THE DATA:

——————

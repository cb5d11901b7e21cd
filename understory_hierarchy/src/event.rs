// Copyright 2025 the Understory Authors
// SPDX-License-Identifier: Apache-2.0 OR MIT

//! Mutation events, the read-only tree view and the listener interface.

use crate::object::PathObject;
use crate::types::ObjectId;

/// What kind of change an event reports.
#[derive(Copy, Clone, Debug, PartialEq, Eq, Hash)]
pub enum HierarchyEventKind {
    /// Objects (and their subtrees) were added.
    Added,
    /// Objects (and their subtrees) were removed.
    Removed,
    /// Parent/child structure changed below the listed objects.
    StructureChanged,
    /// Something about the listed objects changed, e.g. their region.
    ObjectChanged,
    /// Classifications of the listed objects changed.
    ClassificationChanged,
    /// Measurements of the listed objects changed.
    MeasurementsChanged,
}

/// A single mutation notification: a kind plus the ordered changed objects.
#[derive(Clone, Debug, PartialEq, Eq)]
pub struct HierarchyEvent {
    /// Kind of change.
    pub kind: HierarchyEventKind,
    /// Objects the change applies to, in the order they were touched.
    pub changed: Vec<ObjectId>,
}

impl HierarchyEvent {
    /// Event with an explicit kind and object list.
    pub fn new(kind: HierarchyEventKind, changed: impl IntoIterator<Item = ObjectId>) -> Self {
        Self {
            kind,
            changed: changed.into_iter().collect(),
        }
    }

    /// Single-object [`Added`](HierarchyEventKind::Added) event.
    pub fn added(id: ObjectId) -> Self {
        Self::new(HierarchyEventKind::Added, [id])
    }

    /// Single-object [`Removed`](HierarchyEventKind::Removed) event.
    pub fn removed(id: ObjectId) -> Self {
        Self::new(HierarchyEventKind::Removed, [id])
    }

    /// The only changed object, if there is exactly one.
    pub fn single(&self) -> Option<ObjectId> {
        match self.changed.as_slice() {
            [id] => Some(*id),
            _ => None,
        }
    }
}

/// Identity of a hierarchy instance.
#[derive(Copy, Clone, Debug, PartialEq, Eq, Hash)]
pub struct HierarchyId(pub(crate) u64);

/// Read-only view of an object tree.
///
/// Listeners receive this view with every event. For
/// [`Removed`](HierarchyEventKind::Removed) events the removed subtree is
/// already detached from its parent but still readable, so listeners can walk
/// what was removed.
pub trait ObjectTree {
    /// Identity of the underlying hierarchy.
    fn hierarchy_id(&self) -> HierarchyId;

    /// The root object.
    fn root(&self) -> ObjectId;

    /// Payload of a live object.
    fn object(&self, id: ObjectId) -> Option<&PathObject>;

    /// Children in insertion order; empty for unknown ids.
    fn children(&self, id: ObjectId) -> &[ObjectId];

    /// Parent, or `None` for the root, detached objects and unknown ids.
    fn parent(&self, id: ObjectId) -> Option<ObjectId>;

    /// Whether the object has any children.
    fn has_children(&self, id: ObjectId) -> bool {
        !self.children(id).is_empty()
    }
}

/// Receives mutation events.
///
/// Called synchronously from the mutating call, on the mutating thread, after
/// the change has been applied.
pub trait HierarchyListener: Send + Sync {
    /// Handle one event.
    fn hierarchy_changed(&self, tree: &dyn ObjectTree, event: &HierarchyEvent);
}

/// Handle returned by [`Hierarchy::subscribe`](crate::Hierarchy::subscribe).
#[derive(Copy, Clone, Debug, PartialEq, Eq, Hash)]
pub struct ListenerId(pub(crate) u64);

——————

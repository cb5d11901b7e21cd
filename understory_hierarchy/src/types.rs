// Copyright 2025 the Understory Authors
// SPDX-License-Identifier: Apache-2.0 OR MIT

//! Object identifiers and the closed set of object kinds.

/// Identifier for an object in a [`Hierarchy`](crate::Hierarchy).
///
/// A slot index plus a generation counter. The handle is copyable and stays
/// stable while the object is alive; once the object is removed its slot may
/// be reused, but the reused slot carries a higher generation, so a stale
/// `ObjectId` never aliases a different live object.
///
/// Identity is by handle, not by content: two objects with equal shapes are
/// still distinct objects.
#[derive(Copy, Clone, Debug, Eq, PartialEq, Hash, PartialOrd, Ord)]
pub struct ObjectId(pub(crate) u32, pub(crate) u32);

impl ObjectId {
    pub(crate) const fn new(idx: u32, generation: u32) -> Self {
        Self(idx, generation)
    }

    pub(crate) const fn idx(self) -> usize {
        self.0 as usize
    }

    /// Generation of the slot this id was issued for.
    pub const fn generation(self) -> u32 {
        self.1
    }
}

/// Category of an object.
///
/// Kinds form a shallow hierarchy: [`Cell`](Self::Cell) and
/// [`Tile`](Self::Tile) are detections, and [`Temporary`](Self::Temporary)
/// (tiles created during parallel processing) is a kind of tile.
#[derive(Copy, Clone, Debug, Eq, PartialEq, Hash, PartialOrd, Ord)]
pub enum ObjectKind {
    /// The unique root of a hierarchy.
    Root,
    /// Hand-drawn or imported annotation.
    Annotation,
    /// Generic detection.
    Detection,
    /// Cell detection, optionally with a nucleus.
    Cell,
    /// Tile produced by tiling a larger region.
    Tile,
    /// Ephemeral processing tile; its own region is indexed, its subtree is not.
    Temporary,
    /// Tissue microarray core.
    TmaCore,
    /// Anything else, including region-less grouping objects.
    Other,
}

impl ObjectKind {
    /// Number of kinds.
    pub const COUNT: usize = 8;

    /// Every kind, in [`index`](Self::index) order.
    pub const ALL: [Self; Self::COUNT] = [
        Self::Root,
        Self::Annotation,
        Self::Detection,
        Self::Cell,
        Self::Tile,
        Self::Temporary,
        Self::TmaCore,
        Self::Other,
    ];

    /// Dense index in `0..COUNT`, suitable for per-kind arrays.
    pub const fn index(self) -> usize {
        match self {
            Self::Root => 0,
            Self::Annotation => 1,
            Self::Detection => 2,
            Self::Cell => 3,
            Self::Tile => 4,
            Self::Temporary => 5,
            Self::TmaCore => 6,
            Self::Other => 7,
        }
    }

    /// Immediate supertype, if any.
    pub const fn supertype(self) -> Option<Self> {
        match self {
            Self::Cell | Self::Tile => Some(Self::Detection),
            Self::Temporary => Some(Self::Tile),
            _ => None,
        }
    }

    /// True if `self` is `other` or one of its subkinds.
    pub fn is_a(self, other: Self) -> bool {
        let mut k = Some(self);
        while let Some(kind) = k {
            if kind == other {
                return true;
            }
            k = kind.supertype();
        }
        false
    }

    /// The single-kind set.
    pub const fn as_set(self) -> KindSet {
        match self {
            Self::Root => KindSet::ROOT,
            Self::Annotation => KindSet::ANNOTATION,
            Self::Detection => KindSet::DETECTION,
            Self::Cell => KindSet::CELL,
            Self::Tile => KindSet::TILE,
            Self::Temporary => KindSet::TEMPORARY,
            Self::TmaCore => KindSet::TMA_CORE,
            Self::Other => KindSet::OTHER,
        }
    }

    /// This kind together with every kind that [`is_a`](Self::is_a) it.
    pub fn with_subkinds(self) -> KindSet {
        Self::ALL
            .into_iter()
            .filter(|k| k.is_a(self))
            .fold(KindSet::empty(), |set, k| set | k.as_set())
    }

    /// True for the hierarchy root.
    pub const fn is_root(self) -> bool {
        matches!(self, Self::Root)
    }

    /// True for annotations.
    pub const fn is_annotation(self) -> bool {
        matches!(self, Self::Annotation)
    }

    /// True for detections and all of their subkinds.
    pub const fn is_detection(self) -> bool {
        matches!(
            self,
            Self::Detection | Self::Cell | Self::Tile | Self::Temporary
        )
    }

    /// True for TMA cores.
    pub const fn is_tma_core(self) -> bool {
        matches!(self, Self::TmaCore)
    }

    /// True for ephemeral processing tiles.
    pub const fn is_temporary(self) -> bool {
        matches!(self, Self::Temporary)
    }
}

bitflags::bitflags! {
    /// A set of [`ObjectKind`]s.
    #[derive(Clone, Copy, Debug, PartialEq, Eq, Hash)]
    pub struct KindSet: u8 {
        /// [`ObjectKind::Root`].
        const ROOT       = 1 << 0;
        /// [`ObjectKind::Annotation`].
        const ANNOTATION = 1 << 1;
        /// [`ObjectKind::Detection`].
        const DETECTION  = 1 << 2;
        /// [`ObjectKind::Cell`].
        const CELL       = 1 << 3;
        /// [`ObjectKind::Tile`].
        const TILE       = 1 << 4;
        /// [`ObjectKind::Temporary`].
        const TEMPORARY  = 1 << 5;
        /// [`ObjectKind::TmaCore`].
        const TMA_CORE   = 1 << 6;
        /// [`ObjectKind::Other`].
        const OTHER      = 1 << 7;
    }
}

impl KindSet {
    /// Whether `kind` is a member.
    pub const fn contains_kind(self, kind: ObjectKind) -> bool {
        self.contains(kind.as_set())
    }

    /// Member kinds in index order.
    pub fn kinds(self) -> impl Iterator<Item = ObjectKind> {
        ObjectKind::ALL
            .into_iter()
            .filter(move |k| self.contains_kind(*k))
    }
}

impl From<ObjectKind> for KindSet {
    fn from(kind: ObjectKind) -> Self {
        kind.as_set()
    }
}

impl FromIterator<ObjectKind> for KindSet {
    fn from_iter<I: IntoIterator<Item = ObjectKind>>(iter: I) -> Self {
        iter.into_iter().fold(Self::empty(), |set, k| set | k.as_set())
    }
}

——————

TASK BRIEF:
From the records above, pull every line that has the string "Whether" and copy it.

EXERCISE OUTPUT:
    /// Whether the object has any children.
    /// Whether `kind` is a member.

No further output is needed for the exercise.